3、CVE-2015-7599 VxWorks整形溢出漏洞分析

3.1、CVE-2015-7599漏洞简介

VxWorks 5.5版本至6.9.4.1版本中的rpcbind服务存在漏洞，rpcbind服务是SUN-RPC的一部分，在VxWorks系统中该服务监听TCP 111及UDP 111端口，攻击者向该端口发送经过特殊构造的数据包，可以导致整数溢出，从而造成任意代码执行。

3.2、CVE-2015-7599漏洞分析

通过对rpcbind服务进行Fuzzing测试，我们发现特定的数据报文可以使得tPortMapd服务崩溃，如图9所示。

图9、针对VxWorks系统Fuzzing测试导致tPortMapd服务崩溃

触发漏洞的数据报文结构如下所示。

图10、导致tPortMapd服务崩溃的数据报文结构

通过WDB RPC协议可以读出崩溃现场寄存器pc的值，利用Capstone框架对崩溃现场代码进行反汇编，可以确定问题发生在_authenticate()这个函数中，在Workbench中下硬件断点，发送数据包，代码成功断下，如图11所示。
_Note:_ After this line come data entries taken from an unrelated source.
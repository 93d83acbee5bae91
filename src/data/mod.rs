//! Encounter records and data sources
//!
//! A [`DataSource`] hands the pipeline a batch of [`EncounterRecord`]s that
//! already satisfy the eligibility rule: verified, non-empty physician
//! diagnosis, quality tier high or medium. Row order carries no meaning.

mod csv;

pub use csv::CsvEncounterSource;

use crate::error::Result;
use crate::taxonomy::DiseaseCategory;
use serde::{Deserialize, Serialize};
use std::collections::BTreeMap;

/// Upstream data-quality grade attached to each record
#[derive(Debug, Clone, Copy, PartialEq, Eq, Serialize, Deserialize)]
#[serde(rename_all = "snake_case")]
pub enum QualityTier {
    High,
    Medium,
    Low,
}

impl QualityTier {
    /// Decode the numeric grade used by the upstream store (1 high, 2 medium,
    /// 3 low). Unknown codes are graded low so they never train.
    pub fn from_code(code: i64) -> Self {
        match code {
            1 => QualityTier::High,
            2 => QualityTier::Medium,
            _ => QualityTier::Low,
        }
    }

    pub fn code(&self) -> i64 {
        match self {
            QualityTier::High => 1,
            QualityTier::Medium => 2,
            QualityTier::Low => 3,
        }
    }
}

/// One clinical observation, as delivered by the upstream store.
///
/// Numeric vitals are optional because real encounters arrive with gaps; the
/// feature builder imputes them per batch. The diagnosis text is the training
/// label source and must be non-empty for a record to be usable.
#[derive(Debug, Clone, PartialEq, Serialize, Deserialize)]
pub struct EncounterRecord {
    pub age: Option<f64>,
    pub gender: Option<i32>,
    pub systolic_bp: Option<f64>,
    pub diastolic_bp: Option<f64>,
    pub heart_rate: Option<f64>,
    pub temperature: Option<f64>,
    pub blood_sugar: Option<f64>,
    pub bmi: Option<f64>,
    pub symptom_keywords: Option<String>,
    pub symptom_severity: Option<f64>,
    pub has_hypertension: Option<bool>,
    pub has_diabetes: Option<bool>,
    pub has_heart_disease: Option<bool>,
    pub smoking_status: Option<i32>,
    pub drinking_status: Option<i32>,
    pub doctor_diagnosis: String,
    pub diagnosis_icd10: Option<String>,
    pub is_verified: bool,
    pub quality: QualityTier,
}

impl Default for EncounterRecord {
    fn default() -> Self {
        Self {
            age: None,
            gender: None,
            systolic_bp: None,
            diastolic_bp: None,
            heart_rate: None,
            temperature: None,
            blood_sugar: None,
            bmi: None,
            symptom_keywords: None,
            symptom_severity: None,
            has_hypertension: None,
            has_diabetes: None,
            has_heart_disease: None,
            smoking_status: None,
            drinking_status: None,
            doctor_diagnosis: String::new(),
            diagnosis_icd10: None,
            is_verified: true,
            quality: QualityTier::High,
        }
    }
}

impl EncounterRecord {
    /// Eligibility rule every source applies before handing rows to the
    /// pipeline: verified, diagnosis present, quality high or medium.
    pub fn is_trainable(&self) -> bool {
        self.is_verified
            && !self.doctor_diagnosis.trim().is_empty()
            && self.quality != QualityTier::Low
    }

    /// Category this record's diagnosis maps to
    pub fn category(&self) -> DiseaseCategory {
        DiseaseCategory::from_diagnosis(&self.doctor_diagnosis)
    }
}

/// Supplier of one training batch
pub trait DataSource {
    /// Descriptive name for logs and error messages
    fn name(&self) -> String;

    /// Fetch the batch. Implementations apply
    /// [`EncounterRecord::is_trainable`] themselves so the pipeline never
    /// sees ineligible rows.
    fn fetch(&self) -> Result<Vec<EncounterRecord>>;
}

/// In-memory source over a prepared record set. Used by tests and by callers
/// that already hold rows from elsewhere.
#[derive(Debug, Clone, Default)]
pub struct VecSource {
    records: Vec<EncounterRecord>,
}

impl VecSource {
    pub fn new(records: Vec<EncounterRecord>) -> Self {
        Self { records }
    }
}

impl DataSource for VecSource {
    fn name(&self) -> String {
        format!("in-memory ({} rows)", self.records.len())
    }

    fn fetch(&self) -> Result<Vec<EncounterRecord>> {
        Ok(self
            .records
            .iter()
            .filter(|r| r.is_trainable())
            .cloned()
            .collect())
    }
}

/// Batch-level coverage summary used by the `check` command and by
/// pre-training logging.
#[derive(Debug, Clone, Serialize, Deserialize)]
pub struct BatchQuality {
    /// Rows delivered by the source
    pub total_rows: usize,
    /// Rows passing the eligibility rule
    pub usable_rows: usize,
    /// Eligible rows per quality tier (high, medium)
    pub tier_counts: (usize, usize),
    /// Eligible rows per mapped disease category
    pub category_counts: BTreeMap<DiseaseCategory, usize>,
}

impl BatchQuality {
    pub fn summarize(records: &[EncounterRecord]) -> Self {
        let total_rows = records.len();
        let mut usable_rows = 0;
        let mut high = 0;
        let mut medium = 0;
        let mut category_counts = BTreeMap::new();

        for record in records.iter().filter(|r| r.is_trainable()) {
            usable_rows += 1;
            match record.quality {
                QualityTier::High => high += 1,
                QualityTier::Medium => medium += 1,
                QualityTier::Low => {}
            }
            *category_counts.entry(record.category()).or_insert(0) += 1;
        }

        Self {
            total_rows,
            usable_rows,
            tier_counts: (high, medium),
            category_counts,
        }
    }

    /// Categories that clear the per-class minimum
    pub fn covered_categories(&self, min_samples_per_class: usize) -> usize {
        self.category_counts
            .values()
            .filter(|&&n| n >= min_samples_per_class)
            .count()
    }
}

#[cfg(test)]
mod tests {
    use super::*;

    fn verified(diagnosis: &str) -> EncounterRecord {
        EncounterRecord {
            doctor_diagnosis: diagnosis.to_string(),
            ..Default::default()
        }
    }

    #[test]
    fn test_trainable_rule() {
        assert!(verified("hypertension").is_trainable());

        let unverified = EncounterRecord {
            is_verified: false,
            ..verified("hypertension")
        };
        assert!(!unverified.is_trainable());

        let empty = verified("   ");
        assert!(!empty.is_trainable());

        let low = EncounterRecord {
            quality: QualityTier::Low,
            ..verified("hypertension")
        };
        assert!(!low.is_trainable());
    }

    #[test]
    fn test_vec_source_filters() {
        let records = vec![
            verified("hypertension"),
            EncounterRecord {
                is_verified: false,
                ..verified("diabetes")
            },
            verified("migraine"),
        ];
        let source = VecSource::new(records);
        let fetched = source.fetch().unwrap();
        assert_eq!(fetched.len(), 2);
    }

    #[test]
    fn test_quality_tier_codes() {
        assert_eq!(QualityTier::from_code(1), QualityTier::High);
        assert_eq!(QualityTier::from_code(2), QualityTier::Medium);
        assert_eq!(QualityTier::from_code(3), QualityTier::Low);
        assert_eq!(QualityTier::from_code(99), QualityTier::Low);
        assert_eq!(QualityTier::Medium.code(), 2);
    }

    #[test]
    fn test_batch_summary_counts() {
        let mut records = vec![verified("hypertension"); 4];
        records.push(EncounterRecord {
            quality: QualityTier::Medium,
            ..verified("diabetes")
        });
        records.push(EncounterRecord {
            is_verified: false,
            ..verified("diabetes")
        });

        let summary = BatchQuality::summarize(&records);
        assert_eq!(summary.total_rows, 6);
        assert_eq!(summary.usable_rows, 5);
        assert_eq!(summary.tier_counts, (4, 1));
        assert_eq!(
            summary.category_counts[&DiseaseCategory::Hypertension],
            4
        );
        assert_eq!(summary.covered_categories(4), 1);
        assert_eq!(summary.covered_categories(1), 2);
    }
}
图11、针对_authenticate() 这个函数下硬件断点

单步执行下去，当执行到call eax时，由于此时eax=0，发生错误如下图所示。

图12、单步跟踪触发异常的点

_authenticate() 函数的部分代码如图13所示。

图13、_authenticate() 函数的部分代码

进一步调试分析发现，在.text:003F7930 mov eax, [ebx+18h]处，将0xffffffff赋值给eax，这里的0xffffffff就是credential flavor字段的值，是整数溢出的触发点。

针对该漏洞的利用步骤分为三步，分别是：

1、构造添加后门用户的shellcode，利用loginUserAdd()函数添加用户。

2、利用Heap Spray在内存中布局shellcode。

3、计算credential flavor的值。

成功的利用该漏洞可在VxWorks 5.x、VxWorks 6.x上添加新用户并控制目标机。

五、VxWorks漏洞的解决方案

针对VxWorks系统的各种安全漏洞，通用的解决方案如下：

1） 在正式的产品版本中，裁剪安全隐患较高的服务，如wdbrpc；

2） 及时更新漏洞补丁，替换有问题的模块，如加密算法模块；

3） 部署工业防火墙，采用白名单策略，仅允许必要端口的白名单指令通过。